Data items:
━━━━

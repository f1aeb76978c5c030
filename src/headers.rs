//! Header filter pipeline.
//!
//! # Responsibilities
//! - Transform request headers before they go upstream
//! - Transform upstream response headers before they reach the client
//! - Strip hop-by-hop headers, apply allow/deny lists, add forwarding headers
//!
//! # Design Decisions
//! - A filter gets the input map by reference and returns a new map; inputs are
//!   never mutated
//! - Each filter decides which direction it applies to and passes the other through
//! - Every filter is idempotent: running the pipeline twice equals running it once
//! - Filters run in the order they are configured

use std::collections::HashSet;
use std::fmt;
use std::sync::Arc;

use axum::http::{header, HeaderMap, HeaderName, HeaderValue};

use crate::config::schema::HeadersConfig;
use crate::exchange::Exchange;

/// Which leg of the exchange the headers belong to.
#[derive(Debug, Clone, Copy, PartialEq, Eq)]
pub enum Direction {
    /// Inbound request headers on their way upstream.
    Request,
    /// Upstream response headers on their way to the client.
    Response,
}

/// Stateless header transformer.
pub trait HeadersFilter: Send + Sync + fmt::Debug {
    fn filter(&self, input: &HeaderMap, exchange: &Exchange, direction: Direction) -> HeaderMap;
}

/// Runs `input` through every filter in order.
pub fn filter_headers(
    filters: &[Arc<dyn HeadersFilter>],
    input: &HeaderMap,
    exchange: &Exchange,
    direction: Direction,
) -> HeaderMap {
    filters
        .iter()
        .fold(input.clone(), |headers, filter| filter.filter(&headers, exchange, direction))
}

/// Builds the configured pipeline.
pub fn pipeline(config: &HeadersConfig) -> Vec<Arc<dyn HeadersFilter>> {
    let mut filters: Vec<Arc<dyn HeadersFilter>> = Vec::new();
    if config.remove_hop_by_hop {
        filters.push(Arc::new(RemoveHopByHopHeadersFilter));
    }
    if !config.request_deny.is_empty() {
        filters.push(Arc::new(DenyHeadersFilter::new(Direction::Request, &config.request_deny)));
    }
    if !config.response_deny.is_empty() {
        filters.push(Arc::new(DenyHeadersFilter::new(Direction::Response, &config.response_deny)));
    }
    if let Some(allow) = &config.request_allow {
        filters.push(Arc::new(AllowHeadersFilter::new(Direction::Request, allow)));
    }
    if let Some(allow) = &config.response_allow {
        filters.push(Arc::new(AllowHeadersFilter::new(Direction::Response, allow)));
    }
    if config.forwarded {
        filters.push(Arc::new(ForwardedHeadersFilter));
    }
    filters
}

const HOP_BY_HOP: [HeaderName; 8] = [
    header::CONNECTION,
    HeaderName::from_static("keep-alive"),
    header::PROXY_AUTHENTICATE,
    header::PROXY_AUTHORIZATION,
    header::TE,
    header::TRAILER,
    header::TRANSFER_ENCODING,
    header::UPGRADE,
];

/// Removes hop-by-hop headers, including those named by `Connection`.
#[derive(Debug, Clone, Copy, Default)]
pub struct RemoveHopByHopHeadersFilter;

impl HeadersFilter for RemoveHopByHopHeadersFilter {
    fn filter(&self, input: &HeaderMap, _exchange: &Exchange, _direction: Direction) -> HeaderMap {
        let listed: HashSet<HeaderName> = input
            .get_all(header::CONNECTION)
            .iter()
            .filter_map(|v| v.to_str().ok())
            .flat_map(|v| v.split(','))
            .filter_map(|token| HeaderName::from_bytes(token.trim().as_bytes()).ok())
            .collect();

        let mut output = input.clone();
        for name in HOP_BY_HOP.iter().chain(listed.iter()) {
            output.remove(name);
        }
        output
    }
}

/// Drops the listed headers in one direction.
#[derive(Debug, Clone)]
pub struct DenyHeadersFilter {
    direction: Direction,
    names: Vec<HeaderName>,
}

impl DenyHeadersFilter {
    pub fn new<S: AsRef<str>>(direction: Direction, names: &[S]) -> Self {
        Self {
            direction,
            names: parse_names(names),
        }
    }
}

impl HeadersFilter for DenyHeadersFilter {
    fn filter(&self, input: &HeaderMap, _exchange: &Exchange, direction: Direction) -> HeaderMap {
        let mut output = input.clone();
        if direction == self.direction {
            for name in &self.names {
                output.remove(name);
            }
        }
        output
    }
}

/// Keeps only the listed headers in one direction.
#[derive(Debug, Clone)]
pub struct AllowHeadersFilter {
    direction: Direction,
    names: HashSet<HeaderName>,
}

impl AllowHeadersFilter {
    pub fn new<S: AsRef<str>>(direction: Direction, names: &[S]) -> Self {
        Self {
            direction,
            names: parse_names(names).into_iter().collect(),
        }
    }
}

impl HeadersFilter for AllowHeadersFilter {
    fn filter(&self, input: &HeaderMap, _exchange: &Exchange, direction: Direction) -> HeaderMap {
        if direction != self.direction {
            return input.clone();
        }
        let mut output = HeaderMap::with_capacity(input.len());
        for (name, value) in input {
            if self.names.contains(name) {
                output.append(name.clone(), value.clone());
            }
        }
        output
    }
}

const X_FORWARDED_FOR: HeaderName = HeaderName::from_static("x-forwarded-for");
const X_FORWARDED_HOST: HeaderName = HeaderName::from_static("x-forwarded-host");
const X_FORWARDED_PROTO: HeaderName = HeaderName::from_static("x-forwarded-proto");
const X_FORWARDED_PORT: HeaderName = HeaderName::from_static("x-forwarded-port");

/// Adds `X-Forwarded-*` headers to the upstream request.
///
/// The client address is appended to `X-Forwarded-For` unless it is already the
/// last hop, so a second pass leaves the headers unchanged.
#[derive(Debug, Clone, Copy, Default)]
pub struct ForwardedHeadersFilter;

impl HeadersFilter for ForwardedHeadersFilter {
    fn filter(&self, input: &HeaderMap, exchange: &Exchange, direction: Direction) -> HeaderMap {
        let mut output = input.clone();
        if direction != Direction::Request {
            return output;
        }

        if let Some(addr) = exchange.client_addr() {
            let client = addr.ip().to_string();
            let existing: Vec<String> = input
                .get_all(&X_FORWARDED_FOR)
                .iter()
                .filter_map(|v| v.to_str().ok())
                .flat_map(|v| v.split(','))
                .map(|hop| hop.trim().to_string())
                .filter(|hop| !hop.is_empty())
                .collect();
            if existing.last() != Some(&client) {
                let mut hops = existing;
                hops.push(client);
                if let Ok(value) = HeaderValue::from_str(&hops.join(", ")) {
                    output.insert(X_FORWARDED_FOR, value);
                }
            }
        }

        // the gateway terminates plain HTTP only
        let scheme = exchange.uri().scheme_str().unwrap_or("http");
        output.insert(X_FORWARDED_PROTO, HeaderValue::from_static(if scheme == "https" { "https" } else { "http" }));

        let host = input
            .get(header::HOST)
            .and_then(|h| h.to_str().ok())
            .map(str::to_string)
            .or_else(|| exchange.uri().authority().map(|a| a.to_string()));
        if let Some(host) = host {
            if let Ok(value) = HeaderValue::from_str(&host) {
                output.insert(X_FORWARDED_HOST, value);
            }
            let port = host
                .rsplit_once(':')
                .filter(|(_, port)| port.chars().all(|c| c.is_ascii_digit()))
                .map(|(_, port)| port.to_string())
                .unwrap_or_else(|| if scheme == "https" { "443" } else { "80" }.to_string());
            if let Ok(value) = HeaderValue::from_str(&port) {
                output.insert(X_FORWARDED_PORT, value);
            }
        }
        output
    }
}

fn parse_names<S: AsRef<str>>(names: &[S]) -> Vec<HeaderName> {
    names
        .iter()
        .filter_map(|name| HeaderName::from_bytes(name.as_ref().trim().as_bytes()).ok())
        .collect()
}

#[cfg(test)]
mod tests {
    use super::*;
    use crate::exchange::testing::exchange_with;
    use axum::http::Request;

    fn sample_exchange() -> Exchange {
        exchange_with(Request::builder().uri("/orders").header("host", "gateway.local:8080"))
    }

    fn full_pipeline() -> Vec<Arc<dyn HeadersFilter>> {
        pipeline(&HeadersConfig {
            remove_hop_by_hop: true,
            request_deny: vec!["x-internal-token".into()],
            response_deny: vec!["server".into()],
            request_allow: None,
            response_allow: None,
            forwarded: true,
        })
    }

    fn request_headers() -> HeaderMap {
        let mut headers = HeaderMap::new();
        headers.insert(header::HOST, HeaderValue::from_static("gateway.local:8080"));
        headers.insert(header::CONNECTION, HeaderValue::from_static("keep-alive, x-trace-hop"));
        headers.insert("x-trace-hop", HeaderValue::from_static("1"));
        headers.insert("x-internal-token", HeaderValue::from_static("secret"));
        headers.insert("x-forwarded-for", HeaderValue::from_static("203.0.113.9"));
        headers.insert(header::ACCEPT, HeaderValue::from_static("application/json"));
        headers
    }

    #[test]
    fn test_request_pipeline() {
        let exchange = sample_exchange();
        let input = request_headers();
        let output = filter_headers(&full_pipeline(), &input, &exchange, Direction::Request);

        assert!(output.get(header::CONNECTION).is_none());
        assert!(output.get("x-trace-hop").is_none());
        assert!(output.get("x-internal-token").is_none());
        assert_eq!(output["x-forwarded-for"], "203.0.113.9, 10.0.0.7");
        assert_eq!(output["x-forwarded-host"], "gateway.local:8080");
        assert_eq!(output["x-forwarded-port"], "8080");
        assert_eq!(output["x-forwarded-proto"], "http");
        assert_eq!(output[header::ACCEPT], "application/json");
        // input untouched
        assert_eq!(input["x-internal-token"], "secret");
    }

    #[test]
    fn test_pipeline_is_idempotent() {
        let exchange = sample_exchange();
        let filters = full_pipeline();
        for direction in [Direction::Request, Direction::Response] {
            let once = filter_headers(&filters, &request_headers(), &exchange, direction);
            let twice = filter_headers(&filters, &once, &exchange, direction);
            assert_eq!(once, twice);
        }
    }

    #[test]
    fn test_deny_respects_direction() {
        let exchange = sample_exchange();
        let mut input = HeaderMap::new();
        input.insert(header::SERVER, HeaderValue::from_static("upstream/1.0"));
        let filters = full_pipeline();

        let response = filter_headers(&filters, &input, &exchange, Direction::Response);
        assert!(response.get(header::SERVER).is_none());
        assert!(response.get("x-forwarded-for").is_none());
    }

    #[test]
    fn test_allow_list() {
        let exchange = sample_exchange();
        let filter = AllowHeadersFilter::new(Direction::Response, &["content-type"]);
        let mut input = HeaderMap::new();
        input.insert(header::CONTENT_TYPE, HeaderValue::from_static("text/plain"));
        input.insert(header::SERVER, HeaderValue::from_static("upstream"));

        let output = filter.filter(&input, &exchange, Direction::Response);
        assert_eq!(output.len(), 1);
        let untouched = filter.filter(&input, &exchange, Direction::Request);
        assert_eq!(untouched.len(), 2);
    }
}
//! Configuration management subsystem.
//!
//! # Data Flow
//! ```text
//! config file (TOML)
//!     → loader.rs (parse & deserialize)
//!     → validation.rs (semantic checks, every route built once)
//!     → GatewayConfig (validated, immutable)
//!
//! On reload signal:
//!     watcher.rs detects change
//!     → loader.rs loads new config
//!     → validation.rs validates
//!     → server rebuilds routes and swaps the route table
//! ```
//!
//! # Design Decisions
//! - Config is immutable once loaded; changes require full reload
//! - All fields have defaults to allow minimal configs
//! - Validation separates syntactic (serde) from semantic checks

pub mod loader;
pub mod schema;
pub mod validation;
pub mod watcher;

pub use loader::{load_config, ConfigError};
pub use schema::{
    GatewayConfig, HeadersConfig, HttpClientConfig, ListenerConfig, ObservabilityConfig, RouteDefinition,
};
pub use watcher::ConfigWatcher;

━━━━

## WHAT THIS TASK INVOLVES
Repeat every line exactly, starting with the first line of the entries, and stop once the line containing "pub fn pipeline(config: &HeadersConfig)" has been given.

## RESULT
repository f1aeb76978c5c030
filename src/headers.rs
//! Header filter pipeline.
//!
//! # Responsibilities
//! - Transform request headers before they go upstream
//! - Transform upstream response headers before they reach the client
//! - Strip hop-by-hop headers, apply allow/deny lists, add forwarding headers
//!
//! # Design Decisions
//! - A filter gets the input map by reference and returns a new map; inputs are
//!   never mutated
//! - Each filter decides which direction it applies to and passes the other through
//! - Every filter is idempotent: running the pipeline twice equals running it once
//! - Filters run in the order they are configured

use std::collections::HashSet;
use std::fmt;
use std::sync::Arc;

use axum::http::{header, HeaderMap, HeaderName, HeaderValue};

use crate::config::schema::HeadersConfig;
use crate::exchange::Exchange;

/// Which leg of the exchange the headers belong to.
#[derive(Debug, Clone, Copy, PartialEq, Eq)]
pub enum Direction {
    /// Inbound request headers on their way upstream.
    Request,
    /// Upstream response headers on their way to the client.
    Response,
}

/// Stateless header transformer.
pub trait HeadersFilter: Send + Sync + fmt::Debug {
    fn filter(&self, input: &HeaderMap, exchange: &Exchange, direction: Direction) -> HeaderMap;
}

/// Runs `input` through every filter in order.
pub fn filter_headers(
    filters: &[Arc<dyn HeadersFilter>],
    input: &HeaderMap,
    exchange: &Exchange,
    direction: Direction,
) -> HeaderMap {
    filters
        .iter()
        .fold(input.clone(), |headers, filter| filter.filter(&headers, exchange, direction))
}

/// Builds the configured pipeline.
pub fn pipeline(config: &HeadersConfig) -> Vec<Arc<dyn HeadersFilter>> {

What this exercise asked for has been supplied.